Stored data
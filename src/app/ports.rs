//! Port traits — the hexagonal boundary between the controller and the outside world.
//!
//! ```text
//!   Adapter ──▶ Port trait ──▶ IntentExecutor (domain)
//! ```
//!
//! Driven adapters (pins, sensors, event sinks) implement these traits.
//! The registry owns boxed trait objects so the domain core never touches
//! hardware directly and every piece is testable with in-memory doubles.

use crate::error::SensorError;
use crate::sensors::ClimateReading;

// ───────────────────────────────────────────────────────────────
// Actuator port (driven adapter: domain → hardware)
// ───────────────────────────────────────────────────────────────

/// A single physical binary output (LED, buzzer).
///
/// Implementations are assumed infallible at this layer: a driver that
/// cannot write its pin logs the fault and carries on. `Send` is required
/// because blink tasks drive the actuator from their own thread.
pub trait Actuator: Send {
    /// Drive the output to its active level.
    fn activate(&mut self);

    /// Drive the output to its inactive level.
    fn deactivate(&mut self);

    /// Give the underlying pin back to the platform. Called once at shutdown,
    /// after the output has been deactivated.
    fn release(&mut self);
}

impl<A: Actuator + ?Sized> Actuator for Box<A> {
    fn activate(&mut self) {
        (**self).activate();
    }

    fn deactivate(&mut self) {
        (**self).deactivate();
    }

    fn release(&mut self) {
        (**self).release();
    }
}

// ───────────────────────────────────────────────────────────────
// Sensor port (driven adapter: hardware → domain)
// ───────────────────────────────────────────────────────────────

/// Read-side port for the environmental sensor.
pub trait SensorPort: Send {
    /// Take one reading. Misses are expected; the caller converts every
    /// error into a reported failure.
    fn read(&mut self) -> Result<ClimateReading, SensorError>;

    /// Give the sensor handle back to the platform.
    fn release(&mut self) {}
}

// ───────────────────────────────────────────────────────────────
// Event sink port (driven adapter: domain → logging / telemetry)
// ───────────────────────────────────────────────────────────────

/// The executor emits structured [`AppEvent`](super::events::AppEvent)s
/// through this port. Adapters decide where they go.
pub trait EventSink {
    fn emit(&mut self, event: &super::events::AppEvent);
}

/// Sink that drops every event.
pub struct NullSink;

impl EventSink for NullSink {
    fn emit(&mut self, _event: &super::events::AppEvent) {}
}
//! Lampctl library.
//!
//! Drives a small set of indicator LEDs and a buzzer, runs independent
//! cancellable blink loops per channel, reads an environmental sensor, and
//! exposes the whole thing through an intent executor that an API layer
//! can sit on top of.
//!
//! All hardware access goes through the port traits in [`app::ports`];
//! the [`adapters`] module provides in-memory doubles for host runs.

#![deny(unused_must_use)]

pub mod adapters;
pub mod app;
pub mod config;
pub mod drivers;
pub mod error;
pub mod pins;
pub mod registry;
pub mod sensors;

pub use app::service::{IntentExecutor, IntentFailure};
pub use error::{Error, Result};
pub use registry::{ActuatorRegistry, StateSnapshot};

ASSIGNMENT
Gather each line in these records that contains the string "traits".

OUTPUT FOR THIS EXERCISE
//! Port traits — the hexagonal boundary between the controller and the outside world.
//! Driven adapters (pins, sensors, event sinks) implement these traits.
//! All hardware access goes through the port traits in [`app::ports`];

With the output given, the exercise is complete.